*YOUR ASSIGNMENT*
A single number is the whole answer: the count of lines in the records where "health" occurs.

START RECORD EXTRACTS

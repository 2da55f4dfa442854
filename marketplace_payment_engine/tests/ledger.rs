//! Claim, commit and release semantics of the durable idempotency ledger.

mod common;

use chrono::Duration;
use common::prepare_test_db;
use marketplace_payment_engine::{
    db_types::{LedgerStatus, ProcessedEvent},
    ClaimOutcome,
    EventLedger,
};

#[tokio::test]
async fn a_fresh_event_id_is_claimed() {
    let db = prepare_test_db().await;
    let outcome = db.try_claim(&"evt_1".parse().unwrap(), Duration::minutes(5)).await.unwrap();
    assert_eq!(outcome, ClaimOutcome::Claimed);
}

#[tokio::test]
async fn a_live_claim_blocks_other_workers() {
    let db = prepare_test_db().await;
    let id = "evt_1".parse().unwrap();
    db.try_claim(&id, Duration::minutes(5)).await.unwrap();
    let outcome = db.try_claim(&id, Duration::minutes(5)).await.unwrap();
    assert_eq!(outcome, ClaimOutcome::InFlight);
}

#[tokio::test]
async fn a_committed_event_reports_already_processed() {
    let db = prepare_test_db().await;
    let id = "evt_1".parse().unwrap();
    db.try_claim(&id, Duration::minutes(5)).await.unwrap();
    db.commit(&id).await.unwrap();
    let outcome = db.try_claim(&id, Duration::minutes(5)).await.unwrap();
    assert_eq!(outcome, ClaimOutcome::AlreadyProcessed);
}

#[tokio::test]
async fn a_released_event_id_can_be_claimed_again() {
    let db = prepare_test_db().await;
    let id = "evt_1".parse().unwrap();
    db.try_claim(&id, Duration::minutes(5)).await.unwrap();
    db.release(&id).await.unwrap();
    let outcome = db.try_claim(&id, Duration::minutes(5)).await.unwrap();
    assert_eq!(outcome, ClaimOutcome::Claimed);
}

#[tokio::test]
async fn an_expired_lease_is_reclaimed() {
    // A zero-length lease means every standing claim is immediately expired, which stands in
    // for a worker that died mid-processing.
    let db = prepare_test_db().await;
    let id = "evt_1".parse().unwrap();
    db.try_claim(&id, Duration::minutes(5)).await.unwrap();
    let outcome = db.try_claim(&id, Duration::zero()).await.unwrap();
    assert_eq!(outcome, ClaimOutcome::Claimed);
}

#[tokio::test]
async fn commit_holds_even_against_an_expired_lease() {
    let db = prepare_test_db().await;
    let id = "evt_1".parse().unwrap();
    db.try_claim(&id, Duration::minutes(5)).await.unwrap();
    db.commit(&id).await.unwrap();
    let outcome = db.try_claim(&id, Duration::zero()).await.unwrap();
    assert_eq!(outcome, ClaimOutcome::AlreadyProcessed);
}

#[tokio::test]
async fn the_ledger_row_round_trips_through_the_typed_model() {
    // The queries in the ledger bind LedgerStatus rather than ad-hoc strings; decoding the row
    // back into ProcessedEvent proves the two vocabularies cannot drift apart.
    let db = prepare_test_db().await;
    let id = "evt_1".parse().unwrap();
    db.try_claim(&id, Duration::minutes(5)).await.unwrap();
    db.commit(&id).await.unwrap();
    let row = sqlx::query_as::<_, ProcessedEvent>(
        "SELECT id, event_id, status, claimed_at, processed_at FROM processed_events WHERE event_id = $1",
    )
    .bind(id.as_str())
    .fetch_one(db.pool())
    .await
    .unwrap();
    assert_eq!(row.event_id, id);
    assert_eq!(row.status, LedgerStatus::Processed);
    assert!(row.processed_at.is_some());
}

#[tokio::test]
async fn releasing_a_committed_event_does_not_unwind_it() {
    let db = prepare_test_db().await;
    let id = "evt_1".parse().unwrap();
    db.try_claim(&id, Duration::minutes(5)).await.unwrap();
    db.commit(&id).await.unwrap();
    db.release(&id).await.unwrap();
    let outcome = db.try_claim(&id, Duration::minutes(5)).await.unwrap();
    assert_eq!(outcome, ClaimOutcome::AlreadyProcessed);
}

END RECORD EXTRACTS
START RECORD EXTRACTS

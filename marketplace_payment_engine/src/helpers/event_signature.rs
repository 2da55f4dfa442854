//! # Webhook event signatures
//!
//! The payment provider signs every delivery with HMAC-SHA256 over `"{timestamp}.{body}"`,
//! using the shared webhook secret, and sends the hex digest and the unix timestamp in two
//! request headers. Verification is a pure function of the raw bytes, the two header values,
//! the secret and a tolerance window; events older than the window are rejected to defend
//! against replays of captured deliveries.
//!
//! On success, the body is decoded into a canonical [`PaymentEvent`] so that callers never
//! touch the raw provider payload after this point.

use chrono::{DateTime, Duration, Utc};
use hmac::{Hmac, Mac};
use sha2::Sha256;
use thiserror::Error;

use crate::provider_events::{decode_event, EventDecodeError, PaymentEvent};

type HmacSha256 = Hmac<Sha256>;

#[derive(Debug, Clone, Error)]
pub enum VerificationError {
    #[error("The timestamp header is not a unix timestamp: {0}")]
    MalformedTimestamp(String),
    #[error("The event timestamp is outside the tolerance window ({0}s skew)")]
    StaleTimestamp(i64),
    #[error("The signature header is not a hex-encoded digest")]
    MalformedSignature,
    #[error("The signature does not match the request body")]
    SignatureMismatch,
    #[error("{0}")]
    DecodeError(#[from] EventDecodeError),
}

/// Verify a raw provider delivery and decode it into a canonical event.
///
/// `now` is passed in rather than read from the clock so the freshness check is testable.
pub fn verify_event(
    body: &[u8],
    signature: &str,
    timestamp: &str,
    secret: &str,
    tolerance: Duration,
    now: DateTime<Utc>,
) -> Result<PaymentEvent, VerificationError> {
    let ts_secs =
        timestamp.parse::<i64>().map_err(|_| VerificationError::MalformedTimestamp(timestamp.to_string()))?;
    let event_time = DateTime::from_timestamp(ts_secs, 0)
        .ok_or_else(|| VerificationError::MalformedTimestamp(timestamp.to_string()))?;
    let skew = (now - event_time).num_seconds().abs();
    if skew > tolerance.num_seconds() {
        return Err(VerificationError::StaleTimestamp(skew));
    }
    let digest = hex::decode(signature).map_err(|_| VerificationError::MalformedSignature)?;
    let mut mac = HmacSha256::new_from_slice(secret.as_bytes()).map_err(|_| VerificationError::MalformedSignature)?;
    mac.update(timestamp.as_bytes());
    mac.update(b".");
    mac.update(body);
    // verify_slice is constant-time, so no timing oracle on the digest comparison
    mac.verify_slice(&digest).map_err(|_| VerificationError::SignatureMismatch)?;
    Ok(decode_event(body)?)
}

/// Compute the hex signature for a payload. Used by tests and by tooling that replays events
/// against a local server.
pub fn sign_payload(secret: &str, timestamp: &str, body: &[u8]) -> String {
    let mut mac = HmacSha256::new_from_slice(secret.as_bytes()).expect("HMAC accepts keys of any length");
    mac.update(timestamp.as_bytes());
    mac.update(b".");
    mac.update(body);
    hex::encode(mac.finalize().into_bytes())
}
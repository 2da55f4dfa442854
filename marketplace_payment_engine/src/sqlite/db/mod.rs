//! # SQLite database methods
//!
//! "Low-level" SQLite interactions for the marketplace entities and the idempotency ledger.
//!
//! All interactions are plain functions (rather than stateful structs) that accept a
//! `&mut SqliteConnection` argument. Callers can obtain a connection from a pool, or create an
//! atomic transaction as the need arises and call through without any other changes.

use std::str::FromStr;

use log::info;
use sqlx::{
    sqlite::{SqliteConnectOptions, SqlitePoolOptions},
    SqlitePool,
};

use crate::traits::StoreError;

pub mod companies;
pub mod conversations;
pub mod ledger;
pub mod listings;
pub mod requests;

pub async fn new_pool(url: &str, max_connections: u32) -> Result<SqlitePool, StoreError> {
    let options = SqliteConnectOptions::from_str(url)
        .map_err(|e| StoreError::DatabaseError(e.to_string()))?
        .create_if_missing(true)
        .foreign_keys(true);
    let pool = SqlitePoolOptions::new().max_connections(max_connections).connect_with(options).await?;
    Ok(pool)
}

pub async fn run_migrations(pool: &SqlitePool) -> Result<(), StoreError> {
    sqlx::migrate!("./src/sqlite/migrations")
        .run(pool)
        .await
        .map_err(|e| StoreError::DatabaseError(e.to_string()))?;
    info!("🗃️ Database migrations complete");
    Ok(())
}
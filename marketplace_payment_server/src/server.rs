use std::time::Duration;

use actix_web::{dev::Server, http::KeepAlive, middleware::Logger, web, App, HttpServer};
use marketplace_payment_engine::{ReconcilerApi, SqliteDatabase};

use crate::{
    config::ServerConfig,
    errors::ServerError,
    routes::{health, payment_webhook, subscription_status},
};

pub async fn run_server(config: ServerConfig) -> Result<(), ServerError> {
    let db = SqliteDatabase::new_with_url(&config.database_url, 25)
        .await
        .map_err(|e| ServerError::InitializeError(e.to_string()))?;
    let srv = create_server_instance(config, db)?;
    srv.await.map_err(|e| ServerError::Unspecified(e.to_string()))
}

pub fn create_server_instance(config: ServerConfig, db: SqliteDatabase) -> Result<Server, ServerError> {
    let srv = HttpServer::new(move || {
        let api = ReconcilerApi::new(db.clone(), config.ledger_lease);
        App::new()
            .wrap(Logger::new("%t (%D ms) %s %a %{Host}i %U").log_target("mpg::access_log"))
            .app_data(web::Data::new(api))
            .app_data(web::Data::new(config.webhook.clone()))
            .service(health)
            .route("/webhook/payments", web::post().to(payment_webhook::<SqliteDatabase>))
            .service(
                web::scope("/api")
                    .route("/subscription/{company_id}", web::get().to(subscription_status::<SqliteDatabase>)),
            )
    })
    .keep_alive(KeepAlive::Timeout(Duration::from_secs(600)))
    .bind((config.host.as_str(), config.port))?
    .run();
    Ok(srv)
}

END RECORD EXTRACTS
START RECORD EXTRACTS

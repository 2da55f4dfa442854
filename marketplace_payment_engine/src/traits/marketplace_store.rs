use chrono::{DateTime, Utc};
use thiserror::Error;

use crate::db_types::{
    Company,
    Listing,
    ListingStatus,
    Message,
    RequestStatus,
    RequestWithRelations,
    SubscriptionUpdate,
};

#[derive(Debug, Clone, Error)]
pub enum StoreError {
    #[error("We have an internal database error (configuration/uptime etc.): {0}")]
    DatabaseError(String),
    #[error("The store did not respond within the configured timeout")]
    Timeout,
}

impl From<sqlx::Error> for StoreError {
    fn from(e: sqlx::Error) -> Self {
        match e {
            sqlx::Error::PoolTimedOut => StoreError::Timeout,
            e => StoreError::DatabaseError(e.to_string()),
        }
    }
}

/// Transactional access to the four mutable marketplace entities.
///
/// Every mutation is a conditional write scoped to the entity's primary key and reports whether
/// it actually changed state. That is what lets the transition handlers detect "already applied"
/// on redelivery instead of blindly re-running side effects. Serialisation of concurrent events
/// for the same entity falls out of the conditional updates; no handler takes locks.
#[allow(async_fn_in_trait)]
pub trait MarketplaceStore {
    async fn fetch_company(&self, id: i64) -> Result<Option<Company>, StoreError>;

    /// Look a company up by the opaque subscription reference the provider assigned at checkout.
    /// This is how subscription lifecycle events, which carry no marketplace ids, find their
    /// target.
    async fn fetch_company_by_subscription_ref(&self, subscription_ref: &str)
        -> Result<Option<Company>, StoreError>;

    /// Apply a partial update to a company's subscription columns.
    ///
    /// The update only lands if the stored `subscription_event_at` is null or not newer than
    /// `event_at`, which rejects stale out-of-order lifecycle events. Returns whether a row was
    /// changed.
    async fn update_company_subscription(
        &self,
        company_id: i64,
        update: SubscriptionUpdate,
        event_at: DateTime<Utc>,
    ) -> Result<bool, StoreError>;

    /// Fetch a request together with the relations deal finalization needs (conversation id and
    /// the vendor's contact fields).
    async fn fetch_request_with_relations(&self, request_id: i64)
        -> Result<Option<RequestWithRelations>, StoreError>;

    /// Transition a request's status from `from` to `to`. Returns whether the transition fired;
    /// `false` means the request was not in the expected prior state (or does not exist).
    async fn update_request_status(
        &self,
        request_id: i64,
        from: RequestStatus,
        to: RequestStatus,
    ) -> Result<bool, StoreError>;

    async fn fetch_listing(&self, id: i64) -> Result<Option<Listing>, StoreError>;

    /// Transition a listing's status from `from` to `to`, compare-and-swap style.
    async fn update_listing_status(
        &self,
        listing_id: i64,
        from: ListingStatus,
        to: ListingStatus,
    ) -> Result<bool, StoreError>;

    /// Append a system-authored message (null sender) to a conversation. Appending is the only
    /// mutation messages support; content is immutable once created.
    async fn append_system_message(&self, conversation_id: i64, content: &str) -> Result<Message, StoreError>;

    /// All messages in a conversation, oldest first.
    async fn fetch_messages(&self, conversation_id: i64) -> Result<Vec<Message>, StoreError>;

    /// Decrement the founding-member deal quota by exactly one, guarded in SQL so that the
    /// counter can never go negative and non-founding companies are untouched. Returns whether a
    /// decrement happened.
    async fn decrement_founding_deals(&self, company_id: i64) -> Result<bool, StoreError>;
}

END RECORD EXTRACTS

*TASK SOLUTION*
2